The nine-game road trip started last night, and trip is the operative word. It was a trip down bad memory lane. A lot of April showed up last night.

Inconsistent starting pitching. The inability to take advantage of runners on base. Sloppy defense.

It all added up to another loss, this one to the Boston Red Sox, 4-3.

The Rangers had runners in scoring position in the first, in the second, in the third, in the fourth, to no avail.

Kyle Blanks left two stranded in the first by striking out.

Delino DeShields left a runner at second in the second by striking out.

Adrian Beltre left a runner at second in the third by popping out to center.

And DeShields struck again, or rather struck out again, in the fourth, leaving two more on.

But the biggest blows didn’t come at the plate, they came in the infield. From Elvis Andrus.

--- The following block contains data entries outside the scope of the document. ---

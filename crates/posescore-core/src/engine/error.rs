use thiserror::Error;

/// Precondition violations detected before a batched call computes anything.
#[derive(Debug, Error, PartialEq, Eq)]
pub enum DispatchError {
    #[error("Shape mismatch for '{tensor}': expected {expected:?}, found {found:?}")]
    ShapeMismatch {
        tensor: &'static str,
        expected: Vec<usize>,
        found: Vec<usize>,
    },

    #[error("Block type {block_type} at pose {pose}, block {block} is outside [-1, {n_types})")]
    BlockTypeOutOfRange {
        pose: usize,
        block: usize,
        block_type: i32,
        n_types: usize,
    },

    #[error(
        "Block {block} of pose {pose} spans atoms [{offset}, {end}) beyond the {max_n_atoms} atom slots"
    )]
    AtomRangeOverflow {
        pose: usize,
        block: usize,
        offset: i32,
        end: i64,
        max_n_atoms: usize,
    },

    #[error("Connection {connection} of pose {pose}, block {block} points at invalid block {partner}")]
    ConnectionOutOfRange {
        pose: usize,
        block: usize,
        connection: usize,
        partner: i32,
    },

    #[error("Block type {block_type} is inconsistent: {reason}")]
    InvalidBlockType { block_type: usize, reason: String },

    #[error(
        "Tile {tile} of block type {block_type} holds {n_polar} polar and {n_occluder} occluder atoms, more than {tile_size}"
    )]
    TileOverflow {
        block_type: usize,
        tile: usize,
        n_polar: i32,
        n_occluder: i32,
        tile_size: usize,
    },
}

As per usual this season.

After David Ortiz hit a home run to put the Red Sox up 3-0 with one out in the bottom of the fifth, Hanley Ramirez hit a gapper that Choo cut off, then made such a strong throw, he had Ramirez, trying to stretch his hit into a double, out at second by five steps.

The ball beat Hanley Ramirez to second easily. Only problem is, Elvis missed the tag. He tagged the ground first, but tagging the ground near the runner is not considered an out in modern baseball. Then he swiped at Hanley and missed him. Then he tagged him, finally, as Hanley’s foot hit the base. An out turned into a double.

The throw beat Ramirez by so much that Andrus could have done his taxes, re-seeded his lawn, fixed his transmission, and birthed a baby in the time he caught the ball and the time he missed the tag. Then, an out later, Mike Napoli hit an easy grounder to Andrus who misplayed it, allowing the fourth, and the eventual losing, run to score.

The official scorer didn’t call it an error, even if the Rangers TV announcers said Andrus would have easily gotten Napoli if he had fielded the ball cleanly, even if on the radio Eric Nadel concurred, and even if in the dugout, Jeff Banister agreed, saying it was a play that should have been made.

The error that wasn’t did the Rangers in, allowing a hobbling Hanley Ramirez to score, putting the Red Sox ahead 4-0 in the game.

Two plays that should have been made, that would have been outs, that would have kept a run from scoring, that would have allowed the Rangers to tie rather than lose by one, that weren’t made. Neither was counted as an error.

Unfortunately, the run it allowed to score was counted as a run.

The trip started with a stumble. Let’s hope they don’t fall flat on their faces.